En juillet, les médias ont de façon répétée signalé que les autorités de Trinité-et-Tobago avaient arrêté et placé en quarantaine des Vénézuélien·ne·s.
Le fait de renvoyer des réfugié·e·s vénézuéliens subir une situation d’urgence humanitaire et en matière de droits humains qu’ils ont tenté de fuir, en plein milieu d’une pandémie, constitue une violation inacceptable des obligations que Trinité-et-Tobago s’est engagée à respecter au titre du droit international. Nul ne devrait être renvoyé contre son gré dans un endroit où il risque de subir de graves violations des droits humains.
Louise Tillotson, chargée de recherche sur les Caraïbes à Amnesty International
Lors d’une conférence de presse qui a eu lieu le 25 juillet, le ministre de la Sécurité nationale de Trinité-et-Tobago a déclaré que les « immigrants illégaux », les « boat people » et les trafiquants qui les exploitaient représentaient un risque pour la santé, et il a annoncé la création d’une ligne téléphonique spéciale pour les dénoncer. Il a ajouté que les Vénézuéliens enregistrés et s’étant vu accorder le droit de résider et de travailler légalement dans le pays au titre de la procédure d’« amnistie » de 2019, qui « accueillaient » des migrants en situation irrégulière risquaient de voir annulé leur droit de résider sur le territoire national, et d’être expulsés. Le ministre a également annoncé que les propriétaires louant des logements à des migrants en situation irrégulière risquaient également d’être poursuivis au pénal.
Le 27 juillet, la police de Trinité-et-Tobago a fait circuler sur Facebook des tracts indiquant que l’« immigration illégale » risquait de causer une « nouvelle vague de COVID-19 », et appelant les gens à signaler les « activités suspectes ».
Auparavant, l’ONG locale Centre caribéen pour les droits humains avait appelé le gouvernement à aider les femmes et les enfants vénézuéliens susceptibles d’avoir été victimes d’un trafic et amenés à Trinidad, au lieu de les renvoyer, notamment en leur donnant accès à une procédure d’asile équitable et effective.
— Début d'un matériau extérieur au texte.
//! Error types for the store module.

use gasp_core::Outpoint;
use thiserror::Error;

/// Errors that can occur during storage operations.
#[derive(Debug, Error)]
pub enum StoreError {
    /// The requested node is not known.
    #[error("node not found: {0}")]
    NotFound(String),

    /// The storage does not want the graph a node was appended to.
    #[error("graph {graph_id} is not wanted")]
    Unwanted { graph_id: Outpoint },

    /// Appending would exceed the host-configured graph bound.
    #[error("graph {graph_id} exceeds the {limit}-node bound")]
    TooLarge { graph_id: Outpoint, limit: usize },

    /// A frontier leaf of the graph is neither chain-proven nor trusted.
    #[error("anchor validation failed for graph {graph_id}: {reason}")]
    AnchorInvalid { graph_id: Outpoint, reason: String },

    /// Backend failure (I/O, corruption, missing temporary state).
    #[error("storage backend error: {0}")]
    Backend(String),
}

impl StoreError {
    /// Stable string code for the wire error taxonomy.
    pub fn code(&self) -> &'static str {
        match self {
            StoreError::NotFound(_) => "not-found",
            StoreError::Unwanted { .. } => "unwanted",
            StoreError::TooLarge { .. } => "too-large",
            StoreError::AnchorInvalid { .. } => "anchor-invalid",
            StoreError::Backend(_) => "backend",
        }
    }
}

/// Result type for storage operations.
pub type Result<T> = std::result::Result<T, StoreError>;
Selon des informations parues dans la presse, plus d’une vingtaine de policiers font l’objet d’une enquête en raison de leur participation présumée à des activités de trafic entre Trinité et le Venezuela. Quand Amnesty International s’est rendue à Trinité en janvier 2020, des Vénézueliennes qui se sont dites victimes de ce trafic ont indiqué aux chercheurs que la police était impliquée dans des réseaux de trafiquants. À cause de cela et de la répression pénale des entrées irrégulières sur le territoire de Trinité-et-Tobago, elles avaient peur et ne voulaient pas dénoncer les responsables, ce qui crée une culture d’impunité pour les violations des droits humains.
Amnesty International estime que cette nouvelle menace de recours de la part des autorités à des sanctions pénales contre les réfugié·e·s, et parfois aussi contre les personnes qui les aident, risque de pousser les personnes concernées à se réfugier davantage encore dans la clandestinité, à se cacher, et à se tenir à distance des services de santé qui pourraient protéger l’ensemble de la population.